Fast forward to this past summer at our wedding when during our vows he noted that I had not moved to Wyoming to be a ski bum (like most), but instead to better myself. “Something you are still working on today” he said. Hearing this I remember noting, he loves me because I love to learn and challenge myself. The past two years have challenged me in different ways than I had expected, and increased my love of learning ten-fold.
The program has helped me not only learn new strategies to teach with or new technology to integrate, but it has also made me fearless to do so. Regularly on a Monday night I would sign into our learning management system, D2L, read the upcoming week’s plans and then promptly change my weekly lesson plans for my classes. This program has excited and invigorated me in ways that I didn’t see coming. Sometimes the mass of new technologies that are readily available can be overwhelming. The MAET program has helped focus in on areas of instruction and introduced meaningful technologies for each, with examples of their use in just the right time and manner for me not to feel overwhelmed.

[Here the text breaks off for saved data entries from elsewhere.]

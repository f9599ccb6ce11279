// This Source Code Form is subject to the terms of the Mozilla Public
// License, v. 2.0. If a copy of the MPL was not distributed with this
// file, You can obtain one at https://mozilla.org/MPL/2.0/.
//
// Copyright (c) 2025 Pegasus Heavy Industries, LLC

//! Module registry and executor
//!
//! `define` records a factory under a path. `require` resolves a reference,
//! runs the factory the first time the path is needed and hands out the same
//! exports object from then on.
//!
//! A module that is required again while its own factory is still running
//! (a cycle) gets the exports object in whatever state the factory has left
//! it so far. Members should be read when the requiring code actually runs,
//! not at module top level:
//!
//! ```
//! use reqload_core::{Registry, Value};
//!
//! let registry = Registry::new();
//! registry.define("data/dep", |exports, _require| {
//!     exports.set("info", "ready");
//!     Ok(())
//! });
//! registry.define("app", |exports, require| {
//!     let dep = require.call("data/dep")?;
//!     exports.set(
//!         "init",
//!         Value::function("init", move |_| Ok(dep.get("info").unwrap_or_default())),
//!     );
//!     Ok(())
//! });
//!
//! let app = registry.require("app").unwrap();
//! assert_eq!(app.call("init", &[]).unwrap(), Value::from("ready"));
//! ```

use crate::config::{EngineConfig, FailurePolicy};
use crate::error::{Error, Result};
use crate::resolver;
use crate::value::Exports;
use indexmap::IndexMap;
use std::cell::RefCell;
use std::fmt;
use std::rc::Rc;

/// Signature of a module factory
pub type FactoryFn = dyn Fn(&Exports, &Require) -> Result<()>;

/// Execution status of a registered module
#[derive(Debug, Clone, Copy, PartialEq, Eq, Hash)]
pub enum Status {
    /// Defined but not run yet, or reset after a failure under the retry policy
    NotStarted,
    /// Factory is running, or failed and was left in place
    InProgress,
    /// Factory returned successfully
    Done,
}

impl fmt::Display for Status {
    fn fmt(&self, f: &mut fmt::Formatter<'_>) -> fmt::Result {
        match self {
            Status::NotStarted => write!(f, "not started"),
            Status::InProgress => write!(f, "in progress"),
            Status::Done => write!(f, "done"),
        }
    }
}
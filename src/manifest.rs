// This Source Code Form is subject to the terms of the Mozilla Public
// License, v. 2.0. If a copy of the MPL was not distributed with this
// file, You can obtain one at https://mozilla.org/MPL/2.0/.
//
// Copyright (c) 2025 Pegasus Heavy Industries, LLC

//! Declarative module manifests
//!
//! A manifest is a TOML file listing modules. Each module requires its
//! imports (in declaration order) into named members, then sets literal
//! exports:
//!
//! ```toml
//! [[module]]
//! path = "app/app"
//! imports = { data = "../data/core" }
//! exports = { name = "app", version = 2 }
//! ```
//!
//! Installing a manifest defines every module before anything is required.

use anyhow::{Context, Result};
use indexmap::IndexMap;
use reqload_core::{Error, Exports, Registry, Value};
use serde::Deserialize;
use std::path::Path;

/// A parsed module manifest
#[derive(Debug, Clone, Default, Deserialize)]
pub struct Manifest {
    /// Module definitions in file order
    #[serde(default, rename = "module")]
    pub modules: Vec<ModuleSpec>,
}

/// One module definition
#[derive(Debug, Clone, Deserialize)]
pub struct ModuleSpec {
    /// Registration path, used verbatim
    pub path: String,
    /// Member name -> module reference, resolved relative to `path`
    #[serde(default)]
    pub imports: IndexMap<String, String>,
    /// Literal members
    #[serde(default)]
    pub exports: IndexMap<String, toml::Value>,
    /// If set, the factory fails with this message after populating its exports
    #[serde(default)]
    pub fail: Option<String>,
}

impl Manifest {
    /// Read and parse a manifest file
    pub fn from_file(path: &Path) -> Result<Self> {
        let content = std::fs::read_to_string(path)
            .with_context(|| format!("cannot read manifest {}", path.display()))?;
        Self::from_toml(&content).with_context(|| format!("invalid manifest {}", path.display()))
    }

    /// Parse manifest text
    pub fn from_toml(content: &str) -> Result<Self> {
        Ok(toml::from_str(content)?)
    }

    /// Define every module in the registry; returns how many took effect
    pub fn install(&self, registry: &Registry) -> usize {
        let mut defined = 0;
        for spec in &self.modules {
            let spec = spec.clone();
            let path = spec.path.clone();
            if registry.define(path, move |exports, require| {
                for (member, reference) in &spec.imports {
                    let dep = require.call(reference)?;
                    exports.set(member.clone(), dep);
                }
                for (member, value) in &spec.exports {
                    exports.set(member.clone(), toml_to_value(value));
                }
                match &spec.fail {
                    Some(message) => Err(Error::factory(require.base(), message.clone())),
                    None => Ok(()),
                }
            }) {
                defined += 1;
            }
        }
        tracing::debug!(
            "Installed {} of {} manifest modules",
            defined,
            self.modules.len()
        );
        defined
    }
}

/// Convert a TOML literal into an export value
fn toml_to_value(value: &toml::Value) -> Value {
    match value {
        toml::Value::String(s) => Value::String(s.clone()),
        toml::Value::Integer(i) => Value::Number(*i as f64),
        toml::Value::Float(f) => Value::Number(*f),
        toml::Value::Boolean(b) => Value::Bool(*b),
        toml::Value::Datetime(dt) => Value::String(dt.to_string()),
        toml::Value::Array(items) => Value::Array(items.iter().map(toml_to_value).collect()),
        toml::Value::Table(table) => {
            let exports = Exports::new();
            for (key, value) in table {
                exports.set(key.clone(), toml_to_value(value));
            }
            Value::Object(exports)
        }
    }
}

When I began I thought that the support I would need to complete the program would come from my husband, but looking back I realize that the support that was most helpful in my learning came from my peers and professors. Never did I think that I would connect with peers thousands of miles away. I assumed I would learn from how content was portrayed to me (ie: online readings, presentations), but additionally I learned from my peers and their work. The share tracker allowed me to see a variety of examples of how my peers were using technologies in their classrooms and gave me new ideas that I wouldn’t have had otherwise. No longer were we hiding our work for fear of “cheating”, but instead embracing the wealth of knowledge and creativity around us. The mentality of trying new things right away keeps me in a constant mindframe of “action research”. I feel as if not only am I giving my students more regular feedback on how they’re doing now, but also giving myself feedback on what worked best with the new tool, what didn’t and what I should change for the next class. Research is not something I only read, it’s an active part of my teaching.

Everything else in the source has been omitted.